Au regard sceptique de l'autre serpent silencieux, le serpent autoritaire réagit sur la défensive. "Je sais que ça semble impossible", a-t-il déclaré. "Mais regarde. Je peux le faire parler."
Harry savait que c'était son signal, même s'il était quelque peu offensé d'être traité comme l'un des chiens dressés de tante Marge. « Je ne suis pas un 'ça', » dit-il avec irritation. "Je suis un 'il'."
L'autre serpent se cabra d'alarme. "Mon Dieu !", s'exclama-t-il. "Ça parle vraiment !"
"Il," insista Harry.
"C'est un cadeau pour moi ?"Le serpent se glissa jusqu'à Harry et sortit une langue fourchue pour goûter l'air autour de lui.

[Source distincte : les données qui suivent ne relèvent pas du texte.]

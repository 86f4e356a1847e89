//! Runtime configuration for trade-forge.
//!
//! Covers where dataset files live, how the HTTP surface binds, how many
//! validation errors are reported back, and the OHLC bar spacing.

use std::net::SocketAddr;
use std::path::PathBuf;
use thiserror::Error;

/// Errors that can occur during configuration operations.
#[derive(Debug, Error)]
pub enum ConfigError {
    /// An environment variable has an invalid value.
    #[error("Invalid value for {key}: {message}")]
    InvalidValue { key: String, message: String },

    /// Configuration validation failed.
    #[error("Configuration validation failed: {0}")]
    ValidationFailed(String),
}

/// Configuration shared by the CLI and the HTTP server.
#[derive(Debug, Clone)]
pub struct ForgeConfig {
    /// Directory holding generated `.jsonl` dataset files.
    pub datasets_dir: PathBuf,
    /// Address the HTTP server listens on.
    pub bind_addr: SocketAddr,
    /// Cap on per-line errors returned by file validation.
    pub max_reported_errors: usize,
    /// Spacing between consecutive synthetic OHLC bars.
    pub ohlc_interval_minutes: i64,
    /// Dataset size used when a request does not name one.
    pub default_size: usize,
    /// Largest dataset a single request may generate.
    pub max_dataset_size: usize,
    /// Largest OHLC preview a single request may generate.
    pub max_ohlc_bars: usize,
}

impl Default for ForgeConfig {
    fn default() -> Self {
        Self {
            datasets_dir: PathBuf::from("./datasets"),
            bind_addr: SocketAddr::from(([127, 0, 0, 1], 5000)),
            max_reported_errors: 50,
            ohlc_interval_minutes: 5,
            default_size: 1000,
            max_dataset_size: 100_000,
            max_ohlc_bars: 1000,
        }
    }
}

impl ForgeConfig {
    /// Creates a new configuration with default values.
    pub fn new() -> Self {
        Self::default()
    }

    /// Creates configuration from environment variables.
    ///
    /// # Environment Variables
    ///
    /// - `FORGE_DATASETS_DIR`: Dataset directory (default: ./datasets)
    /// - `FORGE_BIND_ADDR`: HTTP bind address (default: 127.0.0.1:5000)
    /// - `FORGE_MAX_REPORTED_ERRORS`: Validation error cap (default: 50)
    /// - `FORGE_OHLC_INTERVAL_MINUTES`: OHLC bar spacing (default: 5)
    /// - `FORGE_DEFAULT_SIZE`: Default dataset size (default: 1000)
    /// - `FORGE_MAX_DATASET_SIZE`: Dataset size limit (default: 100000)
    /// - `FORGE_MAX_OHLC_BARS`: OHLC preview bar limit (default: 1000)
    pub fn from_env() -> Result<Self, ConfigError> {
        let mut config = Self::default();

        if let Ok(val) = std::env::var("FORGE_DATASETS_DIR") {
            config.datasets_dir = PathBuf::from(val);
        }

        if let Ok(val) = std::env::var("FORGE_BIND_ADDR") {
            config.bind_addr = parse_env_value(&val, "FORGE_BIND_ADDR")?;
        }

        if let Ok(val) = std::env::var("FORGE_MAX_REPORTED_ERRORS") {
            config.max_reported_errors = parse_env_value(&val, "FORGE_MAX_REPORTED_ERRORS")?;
        }

        if let Ok(val) = std::env::var("FORGE_OHLC_INTERVAL_MINUTES") {
            config.ohlc_interval_minutes = parse_env_value(&val, "FORGE_OHLC_INTERVAL_MINUTES")?;
        }

        if let Ok(val) = std::env::var("FORGE_DEFAULT_SIZE") {
            config.default_size = parse_env_value(&val, "FORGE_DEFAULT_SIZE")?;
        }

        if let Ok(val) = std::env::var("FORGE_MAX_DATASET_SIZE") {
            config.max_dataset_size = parse_env_value(&val, "FORGE_MAX_DATASET_SIZE")?;
        }

        if let Ok(val) = std::env::var("FORGE_MAX_OHLC_BARS") {
            config.max_ohlc_bars = parse_env_value(&val, "FORGE_MAX_OHLC_BARS")?;
        }

        config.validate()?;
        Ok(config)
    }

    /// Validates the configuration values.
    pub fn validate(&self) -> Result<(), ConfigError> {
        if self.datasets_dir.as_os_str().is_empty() {
            return Err(ConfigError::ValidationFailed(
                "datasets_dir cannot be empty".to_string(),
            ));
        }

        if self.ohlc_interval_minutes <= 0 {
            return Err(ConfigError::ValidationFailed(
                "ohlc_interval_minutes must be greater than 0".to_string(),
            ));
        }

        if self.default_size == 0 {
            return Err(ConfigError::ValidationFailed(
                "default_size must be greater than 0".to_string(),
            ));
        }

        if self.default_size > self.max_dataset_size {
            return Err(ConfigError::ValidationFailed(format!(
                "default_size {} exceeds max_dataset_size {}",
                self.default_size, self.max_dataset_size
            )));
        }

        if self.max_ohlc_bars == 0 {
            return Err(ConfigError::ValidationFailed(
                "max_ohlc_bars must be greater than 0".to_string(),
            ));
        }

        Ok(())
    }

    /// Builder method to set the dataset directory.
    pub fn with_datasets_dir(mut self, dir: impl Into<PathBuf>) -> Self {
        self.datasets_dir = dir.into();
        self
    }

    /// Builder method to set the bind address.
    pub fn with_bind_addr(mut self, addr: SocketAddr) -> Self {
        self.bind_addr = addr;
        self
    }

    /// Builder method to set the validation error cap.
    pub fn with_max_reported_errors(mut self, max: usize) -> Self {
        self.max_reported_errors = max;
        self
    }

    /// Builder method to set the dataset size limit.
    pub fn with_max_dataset_size(mut self, max: usize) -> Self {
        self.max_dataset_size = max;
        self
    }

    /// Builder method to set the OHLC preview bar limit.
    pub fn with_max_ohlc_bars(mut self, max: usize) -> Self {
        self.max_ohlc_bars = max;
        self
    }

    /// Builder method to set the OHLC bar spacing.
    pub fn with_ohlc_interval_minutes(mut self, minutes: i64) -> Self {
        self.ohlc_interval_minutes = minutes;
        self
    }
}

/// Parse an environment variable value into a type.
fn parse_env_value<T: std::str::FromStr>(value: &str, key: &str) -> Result<T, ConfigError> {
    value.parse().map_err(|_| ConfigError::InvalidValue {
        key: key.to_string(),
        message: format!("could not parse '{}'", value),
    })
}

#[cfg(test)]
mod tests {
    use super::*;

    #[test]
    fn test_default_config() {
        let config = ForgeConfig::default();
        assert_eq!(config.datasets_dir, PathBuf::from("./datasets"));
        assert_eq!(config.bind_addr.port(), 5000);
        assert_eq!(config.max_reported_errors, 50);
        assert_eq!(config.ohlc_interval_minutes, 5);
        assert_eq!(config.default_size, 1000);
        assert_eq!(config.max_dataset_size, 100_000);
        assert_eq!(config.max_ohlc_bars, 1000);
        assert!(config.validate().is_ok());
    }

    #[test]
    fn test_config_builder() {
        let config = ForgeConfig::new()
            .with_datasets_dir("/tmp/out")
            .with_bind_addr(SocketAddr::from(([0, 0, 0, 0], 8080)))
            .with_max_reported_errors(10)
            .with_ohlc_interval_minutes(15);

        assert_eq!(config.datasets_dir, PathBuf::from("/tmp/out"));
        assert_eq!(config.bind_addr.port(), 8080);
        assert_eq!(config.max_reported_errors, 10);
        assert_eq!(config.ohlc_interval_minutes, 15);
    }

    #[test]
    fn test_validation_invalid_interval() {
        let config = ForgeConfig::default().with_ohlc_interval_minutes(0);
        let result = config.validate();
        assert!(result.is_err());
        assert!(result
            .unwrap_err()
            .to_string()
            .contains("ohlc_interval_minutes"));
    }

    #[test]
    fn test_validation_limits() {
        let config = ForgeConfig::default().with_max_dataset_size(10);
        let err = config.validate().unwrap_err().to_string();
        assert!(err.contains("max_dataset_size"));

        let config = ForgeConfig::default().with_max_ohlc_bars(0);
        let err = config.validate().unwrap_err().to_string();
        assert!(err.contains("max_ohlc_bars"));
    }

    #[test]
    fn test_from_env_validates() {
        std::env::set_var("FORGE_MAX_OHLC_BARS", "0");
        let result = ForgeConfig::from_env();
        std::env::remove_var("FORGE_MAX_OHLC_BARS");

        let err = result.unwrap_err();
        assert!(matches!(err, ConfigError::ValidationFailed(_)));
        assert!(err.to_string().contains("max_ohlc_bars"));
    }

    #[test]
    fn test_validation_empty_dir() {
        let config = ForgeConfig::default().with_datasets_dir("");
        let result = config.validate();
        assert!(result.is_err());
        assert!(result.unwrap_err().to_string().contains("datasets_dir"));
    }

    #[test]
    fn test_parse_env_value() {
        let addr: SocketAddr =
            parse_env_value("0.0.0.0:9000", "FORGE_BIND_ADDR").expect("should parse");
        assert_eq!(addr.port(), 9000);

        let bad: Result<usize, _> = parse_env_value("many", "FORGE_MAX_REPORTED_ERRORS");
        let err = bad.unwrap_err().to_string();
        assert!(err.contains("FORGE_MAX_REPORTED_ERRORS"));
        assert!(err.contains("many"));
    }
}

Harry se renfrogna et croisa les bras, mécontent.
"Non, non, non," dit le premier serpent. Il semblait déçu que son ami puisse comprendre Harry. "Je l'ai trouvé."

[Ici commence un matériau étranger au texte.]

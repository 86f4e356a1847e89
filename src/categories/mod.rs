//! Category system for trade-forge datasets.
//!
//! Each category owns one template bank and one parameter synthesizer.

mod taxonomy;

pub use taxonomy::Category;
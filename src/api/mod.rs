//! HTTP surface for preview, generation, listing and validation.
//!
//! Every route shares one loaded [`TemplateBank`] and the runtime
//! [`ForgeConfig`]. Errors are returned as `{"error": "..."}` bodies.

mod error;
mod handlers;

pub use error::{ApiError, ApiResult};
pub use handlers::{GenerateRequest, GenerateResponse, OhlcQuery, PreviewQuery};

use std::sync::Arc;

use axum::{
    routing::{get, post},
    Router,
};
use tower_http::cors::{Any, CorsLayer};
use tracing::info;

use crate::config::ForgeConfig;
use crate::template::TemplateBank;

/// Shared state for all handlers.
pub struct AppState {
    pub bank: Arc<TemplateBank>,
    pub config: ForgeConfig,
}

impl AppState {
    pub fn new(bank: Arc<TemplateBank>, config: ForgeConfig) -> Self {
        Self { bank, config }
    }
}

/// Builds the API router.
pub fn router(state: Arc<AppState>) -> Router {
    Router::new()
        .route("/api/health", get(handlers::health))
        .route("/api/preview/ohlc", get(handlers::preview_ohlc))
        .route("/api/preview/{category}", get(handlers::preview_sample))
        .route("/api/generate", post(handlers::generate_dataset))
        .route("/api/datasets", get(handlers::list_datasets))
        .route("/api/datasets/{filename}", get(handlers::download_dataset))
        .route("/api/validate", post(handlers::validate_dataset))
        .layer(CorsLayer::new().allow_origin(Any))
        .with_state(state)
}

/// Loads the template bank and serves the API until the process exits.
pub async fn serve(config: ForgeConfig) -> anyhow::Result<()> {
    let bank = Arc::new(TemplateBank::load()?);
    std::fs::create_dir_all(&config.datasets_dir)?;

    let addr = config.bind_addr;
    info!(
        datasets_dir = %config.datasets_dir.display(),
        "Starting trade-forge API"
    );

    let app = router(Arc::new(AppState::new(bank, config)));

    let listener = tokio::net::TcpListener::bind(addr).await?;
    info!("Server running at http://{}", addr);
    axum::serve(listener, app).await?;

    Ok(())
}

#[cfg(test)]
mod tests {
    use super::*;

    #[test]
    fn test_router_builds() {
        let bank = Arc::new(TemplateBank::load().expect("bank should load"));
        let _router = router(Arc::new(AppState::new(bank, ForgeConfig::default())));
    }
}
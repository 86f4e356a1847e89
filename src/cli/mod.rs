//! Command-line interface for trade-forge.
//!
//! Provides commands for dataset generation, previews, validation,
//! statistics, listing and serving the HTTP API.

mod commands;

pub use commands::{parse_cli, run, run_with_cli, Cli, Commands};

"Alors, qu'est-ce que je m'en fiche ?" Le serpent fit un tour complet autour de Harry, l'inspectant minutieusement. "T'es sûr que je peux pas le garder ?"
"Bien sûr," dit le serpent de Harry. "Je l'ai trouvé, je le garde."
"Je pars alors," dit l'autre serpent. « J'ai repéré une charmante dame au bord de la rivière. Qui trouve garde."
Le serpent de Harry grommela un peu, mais laissa son ami se faufiler sans contestation. Harry attendit que l'autre serpent soit hors de vue avant de parler à nouveau.
"Je suis celui qui a des pouvoirs spéciaux," souligna-t-il, se sentant suffisant.
"Oui, et t'en es fier en plus," dit le serpent avec sarcasme. "Où est ton nid, de toute façon ?"
Harry haussa les épaules et se laissa glisser pour s'asseoir contre un arbre. "Je n'ai pas vraiment de nid," expliqua-t-il en ouvrant son sac à dos et en sortant son carnet. "Je dors n'importe où."
"Ça a l'air dangereux," dit le serpent, content. Il rampa plus proche. "Qu'est-ce que t'as là?"
"Tout ce que je pourrais être," dit Harry, feuilletant les pages. "Je peux pas être une fée parce que j'aime beaucoup le pain et le fer me fait pas mal, et je peux pas être une sorcière parce que je suis un garçon." Il fronça le nez. "Je suis pas un génie ou un dieu. Je peux parler aux serpents et je peux disparaître pour me déplacer."
Harry avait déjà barré plusieurs autres options en fonction de leurs faiblesses. Il n'était pas un vampire parce qu'une nuit il était entré dans la maison non verrouillée de quelqu'un sans y être invité, et de toute façon, il ne buvait pas de sang.
"Je pense que je suis probablement un elfe," dit Harry après avoir regardé son carnet pendant un moment. "Ils peuvent parler aux animaux et disparaître comme moi, et ils ont les yeux verts et ils vivent dans la forêt."
"Je croyais que tu avais dit que tu n'avais pas de nid," fit remarquer le serpent.
"Je n'en ai pas," acquiesça Harry. "Mais je pense que je préfère les forêts. Je pense que je suis un elfe."